Abstract—Manual palpation to update the position of subsurface tumor(s) is a normal practice in open surgery, but is not possible through the small incisions of minimally invasive surgery (MIS). This paper proposes a method that has the potential to use a simple constant-force indenter and the existing laparoscopic camera for tumor location refinement in MIS. The indenter floats with organ movement to generate a static surface deformation on the soft tissue, resolving problems of previous studies that require complicated measurement of force and displacement during indentation. By analyzing the deformation profile, we can intraoperatively update the tumor’s location in real-time. Indentation experiments were conducted on healthy and ‘‘diseased’’ porcine liver specimens to obtain the deformation surrounding the indenter site. An inverse finite element (FE) algorithm was developed to determine the optimal material parameters of the healthy liver tissue.
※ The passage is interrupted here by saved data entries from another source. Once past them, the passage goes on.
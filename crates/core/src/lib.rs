pub mod error;
pub mod event;
pub mod hash;
pub mod naming;
pub mod record;
pub mod retention;
pub mod settings;

pub use error::{BackupError, BackupResult, ConfigError, IoContext, RestoreError};
pub use event::{BackupEvent, StopReason};
pub use hash::{content_hash, file_hash};
pub use naming::ArtifactName;
pub use record::{new_record_id, sort_newest_first, BackupKind, BackupRecord, BackupScope};
pub use retention::{RetentionPlan, RetentionPolicy};
pub use settings::BackupSettings;
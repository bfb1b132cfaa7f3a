//! Command-line surface. Kept separate from `main` so the parser can be
//! exercised with [`Cli::try_parse_from`].

use std::path::PathBuf;

use clap::{Parser, Subcommand};
use writers_backup_core::settings::validate_interval_ms;

fn parse_interval_ms(s: &str) -> Result<u64, String> {
    let ms: u64 = s.parse().map_err(|e| format!("invalid integer: {e}"))?;
    validate_interval_ms(ms).map_err(|e| e.to_string())?;
    Ok(ms)
}

/// Timestamped, self-pruning backups for manuscripts and writing projects.
#[derive(Parser, Debug)]
#[command(name = "writers-backup", version, about, long_about = None)]
#[command(after_help = "\
EXAMPLES:
  writers-backup create draft.md                 Back up one file
  writers-backup create --project my-novel/      Archive a whole project
  writers-backup list draft.md                   Show backups, newest first
  writers-backup restore .backups/draft.md.2026-10-17T09-05-03-042Z.backup
  writers-backup watch draft.md notes.md         Back up every few minutes")]
pub struct Cli {
    /// Path to a TOML config file.
    #[arg(long, global = true, env = "WRITERS_BACKUP_CONFIG")]
    pub config: Option<PathBuf>,

    /// Print JSON instead of text.
    #[arg(long, global = true)]
    pub json: bool,

    #[command(subcommand)]
    pub command: Command,
}

#[derive(Subcommand, Debug, PartialEq, Eq)]
pub enum Command {
    /// Capture a backup now.
    Create {
        path: PathBuf,
        /// Treat PATH as a project directory and archive all of it.
        #[arg(long)]
        project: bool,
    },
    /// Restore a backup artifact over its source (or another destination).
    Restore {
        artifact: PathBuf,
        /// Where to write the restored content. Defaults to the original source.
        #[arg(long = "to", value_name = "DEST")]
        destination: Option<PathBuf>,
        /// Overwrite the destination without capturing it first.
        #[arg(long)]
        no_safety_backup: bool,
    },
    /// List the backups of a file or project, newest first.
    List {
        path: PathBuf,
        #[arg(long)]
        project: bool,
    },
    /// Delete one backup artifact.
    Delete { artifact: PathBuf },
    /// Check that an artifact is intact.
    Verify { artifact: PathBuf },
    /// Back up the given paths periodically until interrupted.
    Watch {
        #[arg(required = true)]
        paths: Vec<PathBuf>,
        #[arg(long)]
        project: bool,
        /// Override the configured interval (minimum 60000).
        #[arg(long, value_parser = parse_interval_ms)]
        interval_ms: Option<u64>,
    },
}
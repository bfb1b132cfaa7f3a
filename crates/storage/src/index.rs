use std::collections::BTreeMap;
use std::fs;
use std::io;
use std::path::{Path, PathBuf};

use serde::{Deserialize, Serialize};
use tracing::warn;
use writers_backup_core::BackupKind;

use crate::atomic::write_atomic;

/// Metadata that can not be recovered from an artifact name.
#[derive(Debug, Clone, Serialize, Deserialize, PartialEq, Eq)]
pub struct IndexEntry {
    pub id: String,
    pub kind: BackupKind,
    pub size_bytes: u64,
    #[serde(default, skip_serializing_if = "Option::is_none")]
    pub content_hash: Option<String>,
}

/// Per-source sidecar keyed by artifact file name. Artifact names stay the
/// source of truth; a missing or unreadable index only loses ids, kinds and
/// hashes.
#[derive(Debug, Clone, Default, Serialize, Deserialize, PartialEq, Eq)]
pub struct RecordIndex {
    #[serde(default, skip_serializing_if = "Option::is_none")]
    pub source_path: Option<PathBuf>,
    #[serde(default)]
    entries: BTreeMap<String, IndexEntry>,
}

impl RecordIndex {
    pub fn load(path: &Path) -> io::Result<Self> {
        let raw = match fs::read_to_string(path) {
            Ok(raw) => raw,
            Err(e) if e.kind() == io::ErrorKind::NotFound => return Ok(Self::default()),
            Err(e) => return Err(e),
        };
        match serde_json::from_str(&raw) {
            Ok(index) => Ok(index),
            Err(e) => {
                warn!(path = %path.display(), error = %e, "ignoring unparseable backup index");
                Ok(Self::default())
            }
        }
    }

    pub fn save(&self, path: &Path) -> io::Result<()> {
        let raw = serde_json::to_string_pretty(self)
            .map_err(|e| io::Error::new(io::ErrorKind::InvalidData, e))?;
        write_atomic(path, raw.as_bytes())
    }

    pub fn get(&self, artifact_name: &str) -> Option<&IndexEntry> {
        self.entries.get(artifact_name)
    }

    pub fn insert(&mut self, artifact_name: impl Into<String>, entry: IndexEntry) {
        self.entries.insert(artifact_name.into(), entry);
    }

    pub fn remove(&mut self, artifact_name: &str) -> Option<IndexEntry> {
        self.entries.remove(artifact_name)
    }

    /// Drops entries whose artifact no longer exists. Returns how many went.
    pub fn retain_artifacts<F>(&mut self, mut exists: F) -> usize
    where
        F: FnMut(&str) -> bool,
    {
        let before = self.entries.len();
        self.entries.retain(|name, _| exists(name));
        before - self.entries.len()
    }

    pub fn len(&self) -> usize {
        self.entries.len()
    }

    pub fn is_empty(&self) -> bool {
        self.entries.is_empty()
    }
}

#[cfg(test)]
mod tests {
    use super::*;

    fn entry(id: &str) -> IndexEntry {
        IndexEntry {
            id: id.to_owned(),
            kind: BackupKind::Manual,
            size_bytes: 5,
            content_hash: None,
        }
    }

    #[test]
    fn missing_index_loads_empty() {
        let tmp = tempfile::tempdir().expect("tempdir");
        let index = RecordIndex::load(&tmp.path().join("absent.index.json")).expect("load");
        assert!(index.is_empty());
    }

    #[test]
    fn corrupt_index_loads_empty() {
        let tmp = tempfile::tempdir().expect("tempdir");
        let path = tmp.path().join("notes.md.index.json");
        fs::write(&path, b"{not json").expect("write");
        assert!(RecordIndex::load(&path).expect("load").is_empty());
    }

    #[test]
    fn save_then_load_preserves_entries() {
        let tmp = tempfile::tempdir().expect("tempdir");
        let path = tmp.path().join("notes.md.index.json");

        let mut index = RecordIndex {
            source_path: Some(PathBuf::from("/novel/notes.md")),
            ..Default::default()
        };
        index.insert("a.backup", entry("one"));
        index.insert("b.backup", entry("two"));
        index.save(&path).expect("save");

        let loaded = RecordIndex::load(&path).expect("load");
        assert_eq!(loaded, index);
    }

    #[test]
    fn retain_artifacts_prunes_orphans() {
        let mut index = RecordIndex::default();
        index.insert("kept", entry("1"));
        index.insert("orphan", entry("2"));
        let removed = index.retain_artifacts(|name| name == "kept");
        assert_eq!(removed, 1);
        assert!(index.get("kept").is_some());
        assert!(index.get("orphan").is_none());
    }
}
With these parameters, a computational model of tumorous tissue was constructed to quantitatively evaluate the effects of the tumor location on the induced deformation. By relating the experimental data from the ‘‘diseased’’ liver specimen to the computational results, we estimated the radial distance between the tumor and the indenter, as well as the angular position of the tumor relative to the indenter. Keywords—Soft tissue modeling, Inverse finite element analysis, Tumor locating, Surgical indentation, Robotic-assisted minimally invasive surgery.
Address correspondence to Yingqiao Yang, Department of Industrial and Systems Engineering, The Hong Kong Polytechnic University, R606, 1 Yuk Road, Hung Hom, Kowloon, Hong Kong. Electronic mail: [email protected]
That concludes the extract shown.